(Data excerpts)
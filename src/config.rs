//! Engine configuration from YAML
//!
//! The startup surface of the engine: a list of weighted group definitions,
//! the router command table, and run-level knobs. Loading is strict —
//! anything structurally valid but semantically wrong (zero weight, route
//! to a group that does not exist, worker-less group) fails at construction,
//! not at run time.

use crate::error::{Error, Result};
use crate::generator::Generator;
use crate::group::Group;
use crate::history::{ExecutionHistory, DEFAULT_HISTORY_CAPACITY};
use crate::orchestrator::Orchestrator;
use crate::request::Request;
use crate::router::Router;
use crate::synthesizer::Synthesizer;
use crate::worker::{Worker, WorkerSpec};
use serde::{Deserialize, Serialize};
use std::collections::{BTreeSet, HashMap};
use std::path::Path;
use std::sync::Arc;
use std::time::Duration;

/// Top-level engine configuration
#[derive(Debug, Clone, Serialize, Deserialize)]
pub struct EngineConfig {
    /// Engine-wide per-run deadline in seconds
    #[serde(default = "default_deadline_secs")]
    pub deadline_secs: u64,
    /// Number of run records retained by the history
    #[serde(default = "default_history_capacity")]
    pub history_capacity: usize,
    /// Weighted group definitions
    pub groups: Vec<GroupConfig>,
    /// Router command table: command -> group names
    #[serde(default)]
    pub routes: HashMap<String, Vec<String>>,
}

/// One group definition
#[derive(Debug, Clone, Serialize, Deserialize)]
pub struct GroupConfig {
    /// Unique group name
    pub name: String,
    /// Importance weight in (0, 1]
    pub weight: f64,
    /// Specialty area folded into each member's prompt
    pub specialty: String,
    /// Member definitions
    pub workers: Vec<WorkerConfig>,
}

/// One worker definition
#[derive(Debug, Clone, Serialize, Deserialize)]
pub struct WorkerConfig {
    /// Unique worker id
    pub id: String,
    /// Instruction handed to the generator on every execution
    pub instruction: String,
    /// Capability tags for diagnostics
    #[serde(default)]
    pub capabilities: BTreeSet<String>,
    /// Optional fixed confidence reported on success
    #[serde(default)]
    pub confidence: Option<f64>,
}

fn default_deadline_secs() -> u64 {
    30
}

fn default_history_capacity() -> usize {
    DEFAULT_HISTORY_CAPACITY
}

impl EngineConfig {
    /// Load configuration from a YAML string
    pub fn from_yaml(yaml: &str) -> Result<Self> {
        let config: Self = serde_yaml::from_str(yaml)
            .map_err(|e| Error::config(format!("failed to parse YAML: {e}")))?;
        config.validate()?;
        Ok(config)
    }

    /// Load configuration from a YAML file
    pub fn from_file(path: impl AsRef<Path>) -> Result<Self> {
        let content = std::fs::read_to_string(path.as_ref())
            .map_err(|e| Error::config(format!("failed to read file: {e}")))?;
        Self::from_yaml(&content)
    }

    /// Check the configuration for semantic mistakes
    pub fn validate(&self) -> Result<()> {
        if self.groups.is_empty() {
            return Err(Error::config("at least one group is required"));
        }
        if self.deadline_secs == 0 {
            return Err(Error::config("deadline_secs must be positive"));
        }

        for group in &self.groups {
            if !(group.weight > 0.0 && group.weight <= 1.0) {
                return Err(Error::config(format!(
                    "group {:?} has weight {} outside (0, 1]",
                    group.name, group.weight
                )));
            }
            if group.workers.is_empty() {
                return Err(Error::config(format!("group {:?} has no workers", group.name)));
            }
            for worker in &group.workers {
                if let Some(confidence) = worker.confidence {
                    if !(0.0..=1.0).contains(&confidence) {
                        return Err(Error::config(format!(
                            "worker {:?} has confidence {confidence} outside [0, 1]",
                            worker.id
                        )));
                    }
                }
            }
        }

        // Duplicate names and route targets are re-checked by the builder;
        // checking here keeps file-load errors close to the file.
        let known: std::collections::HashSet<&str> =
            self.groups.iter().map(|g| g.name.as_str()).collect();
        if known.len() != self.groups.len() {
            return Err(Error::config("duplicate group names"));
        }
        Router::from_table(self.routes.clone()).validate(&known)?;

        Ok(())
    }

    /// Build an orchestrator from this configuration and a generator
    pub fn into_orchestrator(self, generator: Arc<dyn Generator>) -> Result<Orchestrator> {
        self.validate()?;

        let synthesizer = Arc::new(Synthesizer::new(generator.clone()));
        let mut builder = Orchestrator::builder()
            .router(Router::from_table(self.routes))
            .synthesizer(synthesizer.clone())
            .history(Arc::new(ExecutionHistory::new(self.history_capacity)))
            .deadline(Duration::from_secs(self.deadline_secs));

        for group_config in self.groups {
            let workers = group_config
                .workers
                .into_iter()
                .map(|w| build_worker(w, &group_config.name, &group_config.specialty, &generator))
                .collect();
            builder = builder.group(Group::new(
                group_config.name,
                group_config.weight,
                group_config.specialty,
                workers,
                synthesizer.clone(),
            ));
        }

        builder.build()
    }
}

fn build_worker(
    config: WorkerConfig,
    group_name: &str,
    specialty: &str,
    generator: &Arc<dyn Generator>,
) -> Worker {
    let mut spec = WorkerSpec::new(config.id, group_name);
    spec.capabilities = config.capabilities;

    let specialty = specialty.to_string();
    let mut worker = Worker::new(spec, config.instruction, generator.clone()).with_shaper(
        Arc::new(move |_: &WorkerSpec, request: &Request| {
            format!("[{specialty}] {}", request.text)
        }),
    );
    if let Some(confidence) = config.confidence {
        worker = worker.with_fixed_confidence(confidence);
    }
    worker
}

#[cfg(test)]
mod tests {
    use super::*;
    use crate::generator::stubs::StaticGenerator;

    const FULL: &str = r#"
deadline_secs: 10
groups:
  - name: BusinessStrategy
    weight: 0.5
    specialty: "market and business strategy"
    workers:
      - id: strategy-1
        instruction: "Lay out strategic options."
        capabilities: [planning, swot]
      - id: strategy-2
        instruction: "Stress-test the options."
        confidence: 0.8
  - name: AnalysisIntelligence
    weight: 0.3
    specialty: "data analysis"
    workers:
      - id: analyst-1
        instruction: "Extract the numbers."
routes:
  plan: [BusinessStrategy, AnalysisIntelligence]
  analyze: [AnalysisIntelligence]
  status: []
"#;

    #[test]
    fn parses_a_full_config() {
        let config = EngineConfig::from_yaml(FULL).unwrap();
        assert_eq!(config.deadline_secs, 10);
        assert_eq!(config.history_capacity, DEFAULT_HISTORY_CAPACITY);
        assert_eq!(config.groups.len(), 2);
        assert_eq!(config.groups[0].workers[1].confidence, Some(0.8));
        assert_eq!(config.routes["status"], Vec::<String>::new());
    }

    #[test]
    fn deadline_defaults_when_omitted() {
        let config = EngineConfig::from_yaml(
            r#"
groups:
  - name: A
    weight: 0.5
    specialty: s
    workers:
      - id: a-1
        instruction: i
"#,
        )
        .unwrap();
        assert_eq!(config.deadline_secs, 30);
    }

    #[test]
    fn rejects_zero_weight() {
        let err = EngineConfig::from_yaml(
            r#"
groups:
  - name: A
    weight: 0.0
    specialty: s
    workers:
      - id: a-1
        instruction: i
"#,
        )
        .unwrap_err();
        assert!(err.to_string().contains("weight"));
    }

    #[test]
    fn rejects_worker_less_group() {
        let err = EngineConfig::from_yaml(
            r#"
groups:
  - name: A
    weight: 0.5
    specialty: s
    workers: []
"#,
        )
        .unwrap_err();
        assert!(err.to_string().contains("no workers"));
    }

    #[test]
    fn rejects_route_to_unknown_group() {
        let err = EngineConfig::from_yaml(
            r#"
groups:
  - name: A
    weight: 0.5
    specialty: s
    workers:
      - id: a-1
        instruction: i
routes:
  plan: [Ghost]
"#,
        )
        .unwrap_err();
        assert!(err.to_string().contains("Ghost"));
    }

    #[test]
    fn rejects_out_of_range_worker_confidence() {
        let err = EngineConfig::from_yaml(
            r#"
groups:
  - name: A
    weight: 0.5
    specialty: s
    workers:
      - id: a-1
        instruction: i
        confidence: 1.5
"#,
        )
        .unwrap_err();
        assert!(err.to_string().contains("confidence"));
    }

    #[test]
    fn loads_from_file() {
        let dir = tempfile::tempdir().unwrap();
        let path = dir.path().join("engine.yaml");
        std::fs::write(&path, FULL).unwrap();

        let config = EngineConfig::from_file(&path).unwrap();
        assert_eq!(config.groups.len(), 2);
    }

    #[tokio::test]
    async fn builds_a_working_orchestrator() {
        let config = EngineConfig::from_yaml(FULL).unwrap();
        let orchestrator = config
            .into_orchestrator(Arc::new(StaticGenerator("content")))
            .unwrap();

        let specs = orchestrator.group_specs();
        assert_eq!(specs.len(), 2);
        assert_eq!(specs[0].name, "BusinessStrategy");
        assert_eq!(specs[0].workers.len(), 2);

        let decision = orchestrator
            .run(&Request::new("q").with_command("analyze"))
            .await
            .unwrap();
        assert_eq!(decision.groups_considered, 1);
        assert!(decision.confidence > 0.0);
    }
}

==

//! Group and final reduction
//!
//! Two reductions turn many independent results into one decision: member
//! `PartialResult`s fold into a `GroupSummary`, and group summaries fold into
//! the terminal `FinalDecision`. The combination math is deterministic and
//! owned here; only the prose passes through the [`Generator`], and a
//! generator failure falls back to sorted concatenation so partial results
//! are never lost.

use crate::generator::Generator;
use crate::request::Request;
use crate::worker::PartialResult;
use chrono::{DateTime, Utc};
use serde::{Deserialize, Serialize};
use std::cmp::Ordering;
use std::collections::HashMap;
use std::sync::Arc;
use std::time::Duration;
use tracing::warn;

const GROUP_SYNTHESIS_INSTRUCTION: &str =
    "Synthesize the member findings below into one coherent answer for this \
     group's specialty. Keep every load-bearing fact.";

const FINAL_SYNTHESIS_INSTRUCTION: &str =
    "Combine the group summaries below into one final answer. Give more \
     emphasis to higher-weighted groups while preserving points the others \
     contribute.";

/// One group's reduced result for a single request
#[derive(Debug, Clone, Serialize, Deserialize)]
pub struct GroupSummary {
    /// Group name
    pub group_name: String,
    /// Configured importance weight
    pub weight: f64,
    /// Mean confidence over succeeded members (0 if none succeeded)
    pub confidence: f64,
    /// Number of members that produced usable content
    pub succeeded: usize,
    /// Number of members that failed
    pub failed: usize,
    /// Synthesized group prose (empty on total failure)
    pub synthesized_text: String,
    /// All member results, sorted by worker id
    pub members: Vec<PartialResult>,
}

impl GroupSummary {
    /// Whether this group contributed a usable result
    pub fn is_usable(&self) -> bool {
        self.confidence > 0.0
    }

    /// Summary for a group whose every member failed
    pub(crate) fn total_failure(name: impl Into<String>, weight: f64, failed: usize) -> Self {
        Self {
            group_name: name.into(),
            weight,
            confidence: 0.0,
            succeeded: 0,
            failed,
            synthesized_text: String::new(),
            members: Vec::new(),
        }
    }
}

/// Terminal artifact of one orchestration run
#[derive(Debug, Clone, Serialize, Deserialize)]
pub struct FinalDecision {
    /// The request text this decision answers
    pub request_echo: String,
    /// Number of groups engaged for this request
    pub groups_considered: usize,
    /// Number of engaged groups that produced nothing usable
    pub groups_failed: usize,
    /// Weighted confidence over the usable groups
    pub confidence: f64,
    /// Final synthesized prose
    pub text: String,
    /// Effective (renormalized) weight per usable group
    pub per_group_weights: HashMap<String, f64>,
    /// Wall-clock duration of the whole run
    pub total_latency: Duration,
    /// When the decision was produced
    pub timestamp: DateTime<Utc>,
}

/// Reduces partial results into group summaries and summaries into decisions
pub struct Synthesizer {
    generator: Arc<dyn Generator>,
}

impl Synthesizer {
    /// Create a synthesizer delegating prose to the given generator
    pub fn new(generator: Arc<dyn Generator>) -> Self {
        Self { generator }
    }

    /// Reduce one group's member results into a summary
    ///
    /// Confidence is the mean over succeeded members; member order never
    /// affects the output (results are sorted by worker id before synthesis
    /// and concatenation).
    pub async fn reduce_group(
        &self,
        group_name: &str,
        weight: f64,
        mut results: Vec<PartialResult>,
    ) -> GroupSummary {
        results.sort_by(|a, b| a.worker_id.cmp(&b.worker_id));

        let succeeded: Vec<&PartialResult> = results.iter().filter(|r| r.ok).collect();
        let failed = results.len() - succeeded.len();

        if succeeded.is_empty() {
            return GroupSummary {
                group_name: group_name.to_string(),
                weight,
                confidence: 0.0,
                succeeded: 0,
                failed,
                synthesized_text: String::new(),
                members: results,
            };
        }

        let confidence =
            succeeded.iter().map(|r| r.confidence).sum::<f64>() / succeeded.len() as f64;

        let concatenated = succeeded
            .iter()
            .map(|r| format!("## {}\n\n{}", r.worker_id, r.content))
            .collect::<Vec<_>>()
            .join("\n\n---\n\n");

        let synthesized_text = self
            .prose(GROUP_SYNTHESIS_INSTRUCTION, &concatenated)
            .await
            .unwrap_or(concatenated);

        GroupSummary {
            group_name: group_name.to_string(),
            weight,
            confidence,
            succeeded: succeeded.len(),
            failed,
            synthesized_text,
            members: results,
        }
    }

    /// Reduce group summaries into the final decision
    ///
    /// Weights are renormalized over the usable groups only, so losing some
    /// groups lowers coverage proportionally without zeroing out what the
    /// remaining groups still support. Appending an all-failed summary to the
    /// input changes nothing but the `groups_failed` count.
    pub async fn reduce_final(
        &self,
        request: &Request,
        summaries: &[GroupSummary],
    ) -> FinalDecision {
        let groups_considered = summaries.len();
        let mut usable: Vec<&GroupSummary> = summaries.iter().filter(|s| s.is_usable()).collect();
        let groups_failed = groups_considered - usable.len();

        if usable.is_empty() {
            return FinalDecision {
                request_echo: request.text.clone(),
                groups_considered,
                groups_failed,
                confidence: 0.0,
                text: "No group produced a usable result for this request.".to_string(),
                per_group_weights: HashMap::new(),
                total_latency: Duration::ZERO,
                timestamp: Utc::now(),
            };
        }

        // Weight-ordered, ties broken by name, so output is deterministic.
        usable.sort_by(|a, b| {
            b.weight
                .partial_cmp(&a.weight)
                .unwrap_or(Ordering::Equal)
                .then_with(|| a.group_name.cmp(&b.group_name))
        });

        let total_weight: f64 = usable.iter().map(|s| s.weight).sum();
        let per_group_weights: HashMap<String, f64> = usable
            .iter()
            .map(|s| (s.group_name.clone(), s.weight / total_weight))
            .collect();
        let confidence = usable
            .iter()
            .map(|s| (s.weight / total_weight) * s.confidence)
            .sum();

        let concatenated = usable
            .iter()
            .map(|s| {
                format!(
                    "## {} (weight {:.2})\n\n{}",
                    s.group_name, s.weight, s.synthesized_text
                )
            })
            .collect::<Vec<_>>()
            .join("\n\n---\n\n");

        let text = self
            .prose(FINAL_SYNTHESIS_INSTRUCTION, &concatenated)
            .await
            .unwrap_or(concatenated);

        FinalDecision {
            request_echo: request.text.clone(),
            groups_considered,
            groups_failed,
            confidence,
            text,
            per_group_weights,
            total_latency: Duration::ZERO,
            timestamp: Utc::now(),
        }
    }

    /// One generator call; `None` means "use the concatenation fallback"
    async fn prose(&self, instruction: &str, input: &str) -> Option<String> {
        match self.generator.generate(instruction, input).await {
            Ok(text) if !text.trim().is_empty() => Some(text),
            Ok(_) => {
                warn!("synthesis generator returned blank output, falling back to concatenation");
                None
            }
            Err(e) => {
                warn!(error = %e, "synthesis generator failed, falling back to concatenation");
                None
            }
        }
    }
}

--

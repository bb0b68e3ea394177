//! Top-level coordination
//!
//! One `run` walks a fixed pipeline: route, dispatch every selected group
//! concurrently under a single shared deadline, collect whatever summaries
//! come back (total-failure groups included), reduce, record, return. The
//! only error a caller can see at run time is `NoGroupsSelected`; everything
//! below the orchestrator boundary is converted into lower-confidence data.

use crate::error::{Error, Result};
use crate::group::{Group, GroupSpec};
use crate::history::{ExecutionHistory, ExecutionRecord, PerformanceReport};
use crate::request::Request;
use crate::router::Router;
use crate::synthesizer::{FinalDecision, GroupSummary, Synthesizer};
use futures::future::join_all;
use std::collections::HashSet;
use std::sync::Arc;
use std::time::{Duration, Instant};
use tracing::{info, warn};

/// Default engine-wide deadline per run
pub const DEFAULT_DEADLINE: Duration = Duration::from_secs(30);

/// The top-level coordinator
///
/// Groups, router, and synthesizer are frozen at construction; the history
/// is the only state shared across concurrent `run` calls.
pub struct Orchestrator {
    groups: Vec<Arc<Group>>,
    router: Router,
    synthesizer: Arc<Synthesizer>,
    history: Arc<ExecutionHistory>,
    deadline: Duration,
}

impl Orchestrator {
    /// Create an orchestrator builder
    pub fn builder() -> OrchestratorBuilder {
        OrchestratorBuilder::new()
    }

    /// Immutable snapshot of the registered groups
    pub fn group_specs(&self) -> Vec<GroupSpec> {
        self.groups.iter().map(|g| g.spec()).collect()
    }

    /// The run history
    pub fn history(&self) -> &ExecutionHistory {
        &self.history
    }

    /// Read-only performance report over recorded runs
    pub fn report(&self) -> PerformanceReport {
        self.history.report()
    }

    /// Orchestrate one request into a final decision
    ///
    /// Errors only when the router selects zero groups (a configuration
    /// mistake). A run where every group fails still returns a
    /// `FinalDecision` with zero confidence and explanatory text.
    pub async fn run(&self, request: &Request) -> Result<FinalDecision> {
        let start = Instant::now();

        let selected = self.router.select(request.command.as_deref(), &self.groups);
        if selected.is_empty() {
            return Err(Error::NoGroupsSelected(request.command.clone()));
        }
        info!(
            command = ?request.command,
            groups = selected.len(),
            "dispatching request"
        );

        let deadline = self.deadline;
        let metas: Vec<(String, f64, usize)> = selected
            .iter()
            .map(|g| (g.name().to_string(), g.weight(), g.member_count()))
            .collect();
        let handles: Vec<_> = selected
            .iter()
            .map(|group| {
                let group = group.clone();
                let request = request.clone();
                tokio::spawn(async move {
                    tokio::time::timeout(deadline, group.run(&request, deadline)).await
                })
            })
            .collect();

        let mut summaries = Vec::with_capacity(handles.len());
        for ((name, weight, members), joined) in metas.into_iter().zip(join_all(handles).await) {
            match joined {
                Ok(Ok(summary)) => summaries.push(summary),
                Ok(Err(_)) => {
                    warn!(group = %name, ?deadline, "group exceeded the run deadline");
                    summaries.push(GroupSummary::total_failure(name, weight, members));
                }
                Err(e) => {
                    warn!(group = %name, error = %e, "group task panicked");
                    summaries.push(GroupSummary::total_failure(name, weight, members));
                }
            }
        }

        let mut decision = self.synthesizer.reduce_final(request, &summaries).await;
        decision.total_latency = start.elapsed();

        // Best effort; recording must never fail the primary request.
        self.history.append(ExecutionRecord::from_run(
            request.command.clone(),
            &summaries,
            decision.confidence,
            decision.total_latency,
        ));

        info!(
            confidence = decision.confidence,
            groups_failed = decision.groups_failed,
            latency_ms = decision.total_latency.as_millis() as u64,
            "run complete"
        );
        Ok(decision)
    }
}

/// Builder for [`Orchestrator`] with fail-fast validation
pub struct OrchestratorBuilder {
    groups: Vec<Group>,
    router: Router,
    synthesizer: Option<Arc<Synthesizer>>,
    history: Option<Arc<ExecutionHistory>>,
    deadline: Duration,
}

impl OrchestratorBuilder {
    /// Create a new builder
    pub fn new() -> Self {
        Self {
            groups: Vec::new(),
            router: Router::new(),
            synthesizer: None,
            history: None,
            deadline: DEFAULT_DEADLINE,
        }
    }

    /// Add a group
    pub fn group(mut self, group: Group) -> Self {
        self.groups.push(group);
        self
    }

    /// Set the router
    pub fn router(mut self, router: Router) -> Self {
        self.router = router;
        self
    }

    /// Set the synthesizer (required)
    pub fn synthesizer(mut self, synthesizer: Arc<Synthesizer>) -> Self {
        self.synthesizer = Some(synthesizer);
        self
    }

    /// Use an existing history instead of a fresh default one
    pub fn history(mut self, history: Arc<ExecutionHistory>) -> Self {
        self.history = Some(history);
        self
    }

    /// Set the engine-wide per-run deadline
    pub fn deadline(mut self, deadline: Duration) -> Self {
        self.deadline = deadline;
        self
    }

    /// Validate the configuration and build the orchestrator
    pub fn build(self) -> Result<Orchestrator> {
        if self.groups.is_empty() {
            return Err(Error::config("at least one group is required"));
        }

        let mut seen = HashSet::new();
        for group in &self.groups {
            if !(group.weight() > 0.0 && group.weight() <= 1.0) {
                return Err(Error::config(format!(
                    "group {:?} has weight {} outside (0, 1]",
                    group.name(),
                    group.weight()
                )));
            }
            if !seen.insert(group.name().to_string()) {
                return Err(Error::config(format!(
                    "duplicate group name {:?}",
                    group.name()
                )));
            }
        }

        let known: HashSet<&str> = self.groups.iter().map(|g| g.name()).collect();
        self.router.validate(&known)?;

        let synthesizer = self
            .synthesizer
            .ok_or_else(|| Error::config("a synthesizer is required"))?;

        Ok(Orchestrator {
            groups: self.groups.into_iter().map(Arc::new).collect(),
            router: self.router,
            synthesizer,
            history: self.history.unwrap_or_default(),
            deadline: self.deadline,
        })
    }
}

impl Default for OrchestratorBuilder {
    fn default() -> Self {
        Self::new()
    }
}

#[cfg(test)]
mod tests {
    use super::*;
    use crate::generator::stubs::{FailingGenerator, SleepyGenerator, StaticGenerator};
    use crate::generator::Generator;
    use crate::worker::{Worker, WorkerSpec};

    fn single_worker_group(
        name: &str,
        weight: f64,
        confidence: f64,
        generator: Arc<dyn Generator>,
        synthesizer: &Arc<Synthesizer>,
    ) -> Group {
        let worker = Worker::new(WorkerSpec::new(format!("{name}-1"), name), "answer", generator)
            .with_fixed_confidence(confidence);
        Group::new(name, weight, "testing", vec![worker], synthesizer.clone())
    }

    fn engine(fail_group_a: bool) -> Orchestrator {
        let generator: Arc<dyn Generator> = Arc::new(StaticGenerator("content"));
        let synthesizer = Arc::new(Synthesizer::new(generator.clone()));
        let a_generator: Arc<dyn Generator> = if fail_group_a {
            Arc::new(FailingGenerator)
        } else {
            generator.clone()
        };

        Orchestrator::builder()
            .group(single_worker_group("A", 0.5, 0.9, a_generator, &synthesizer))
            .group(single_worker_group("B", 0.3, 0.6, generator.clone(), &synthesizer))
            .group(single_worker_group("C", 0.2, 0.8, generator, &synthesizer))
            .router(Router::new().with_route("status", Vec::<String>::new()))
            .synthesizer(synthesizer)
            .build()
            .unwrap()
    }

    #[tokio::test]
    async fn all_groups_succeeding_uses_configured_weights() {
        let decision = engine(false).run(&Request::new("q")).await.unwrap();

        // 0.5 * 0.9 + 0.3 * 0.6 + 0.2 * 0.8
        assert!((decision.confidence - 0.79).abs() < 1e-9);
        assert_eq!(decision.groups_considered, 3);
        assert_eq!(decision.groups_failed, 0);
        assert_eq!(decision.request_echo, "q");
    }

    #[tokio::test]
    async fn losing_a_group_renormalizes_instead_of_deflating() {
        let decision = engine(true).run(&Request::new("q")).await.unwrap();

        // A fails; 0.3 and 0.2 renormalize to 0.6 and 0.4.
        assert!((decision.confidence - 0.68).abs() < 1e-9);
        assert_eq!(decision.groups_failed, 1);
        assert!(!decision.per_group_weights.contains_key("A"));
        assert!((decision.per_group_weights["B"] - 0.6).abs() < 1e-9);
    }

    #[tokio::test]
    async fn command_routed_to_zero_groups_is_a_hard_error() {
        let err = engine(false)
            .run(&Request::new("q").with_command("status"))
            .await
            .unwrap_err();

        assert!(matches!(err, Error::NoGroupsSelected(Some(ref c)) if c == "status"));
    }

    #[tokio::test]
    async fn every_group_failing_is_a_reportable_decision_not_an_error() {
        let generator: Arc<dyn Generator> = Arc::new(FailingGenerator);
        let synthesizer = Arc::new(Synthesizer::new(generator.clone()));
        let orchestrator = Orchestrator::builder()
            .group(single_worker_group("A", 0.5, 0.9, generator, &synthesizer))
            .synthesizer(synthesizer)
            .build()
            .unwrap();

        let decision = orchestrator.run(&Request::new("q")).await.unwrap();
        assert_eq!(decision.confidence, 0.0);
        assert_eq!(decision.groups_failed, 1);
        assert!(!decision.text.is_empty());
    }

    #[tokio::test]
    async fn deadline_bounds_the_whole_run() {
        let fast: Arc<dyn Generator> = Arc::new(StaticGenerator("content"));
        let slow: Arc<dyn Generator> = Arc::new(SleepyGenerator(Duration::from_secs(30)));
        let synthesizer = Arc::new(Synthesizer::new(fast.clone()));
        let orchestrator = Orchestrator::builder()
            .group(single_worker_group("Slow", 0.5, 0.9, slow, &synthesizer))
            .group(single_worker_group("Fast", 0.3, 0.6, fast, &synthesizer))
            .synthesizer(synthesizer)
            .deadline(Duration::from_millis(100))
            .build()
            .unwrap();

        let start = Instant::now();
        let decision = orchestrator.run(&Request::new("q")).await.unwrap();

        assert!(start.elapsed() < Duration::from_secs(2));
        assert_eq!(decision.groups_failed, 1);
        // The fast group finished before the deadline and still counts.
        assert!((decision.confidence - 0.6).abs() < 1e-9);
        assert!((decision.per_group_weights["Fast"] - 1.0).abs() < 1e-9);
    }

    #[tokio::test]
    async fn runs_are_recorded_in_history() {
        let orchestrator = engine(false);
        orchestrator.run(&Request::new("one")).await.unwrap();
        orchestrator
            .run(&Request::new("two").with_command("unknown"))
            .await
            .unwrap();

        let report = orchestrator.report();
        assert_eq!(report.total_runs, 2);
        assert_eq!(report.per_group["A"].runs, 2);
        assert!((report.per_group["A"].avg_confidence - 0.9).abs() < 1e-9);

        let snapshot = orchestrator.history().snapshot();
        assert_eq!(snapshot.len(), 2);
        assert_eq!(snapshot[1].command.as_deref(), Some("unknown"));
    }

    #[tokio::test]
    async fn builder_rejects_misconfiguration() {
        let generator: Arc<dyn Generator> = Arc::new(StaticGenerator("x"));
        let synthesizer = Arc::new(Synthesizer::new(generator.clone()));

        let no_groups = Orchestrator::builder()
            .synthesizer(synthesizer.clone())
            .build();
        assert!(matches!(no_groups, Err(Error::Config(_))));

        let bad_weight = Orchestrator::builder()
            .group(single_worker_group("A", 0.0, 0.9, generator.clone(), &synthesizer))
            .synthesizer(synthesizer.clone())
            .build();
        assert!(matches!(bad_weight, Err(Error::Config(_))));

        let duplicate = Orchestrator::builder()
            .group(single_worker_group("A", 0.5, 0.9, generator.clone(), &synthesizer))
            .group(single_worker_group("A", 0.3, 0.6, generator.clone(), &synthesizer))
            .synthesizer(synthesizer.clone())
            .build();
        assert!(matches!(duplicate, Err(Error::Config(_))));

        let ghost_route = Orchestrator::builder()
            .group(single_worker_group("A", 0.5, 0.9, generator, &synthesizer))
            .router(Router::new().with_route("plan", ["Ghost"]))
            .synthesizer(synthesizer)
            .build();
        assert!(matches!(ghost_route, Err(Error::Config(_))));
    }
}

▶ _Work to complete_
From the records above, print exactly the lines that run from the line with "self.deadline = deadline;" to the line with "if !(group.weight() >", inclusive.

▶ _Answer to this problem_
        self.deadline = deadline;
        self
    }

    /// Validate the configuration and build the orchestrator
    pub fn build(self) -> Result<Orchestrator> {
        if self.groups.is_empty() {
            return Err(Error::config("at least one group is required"));
        }

        let mut seen = HashSet::new();
        for group in &self.groups {
            if !(group.weight() > 0.0 && group.weight() <= 1.0) {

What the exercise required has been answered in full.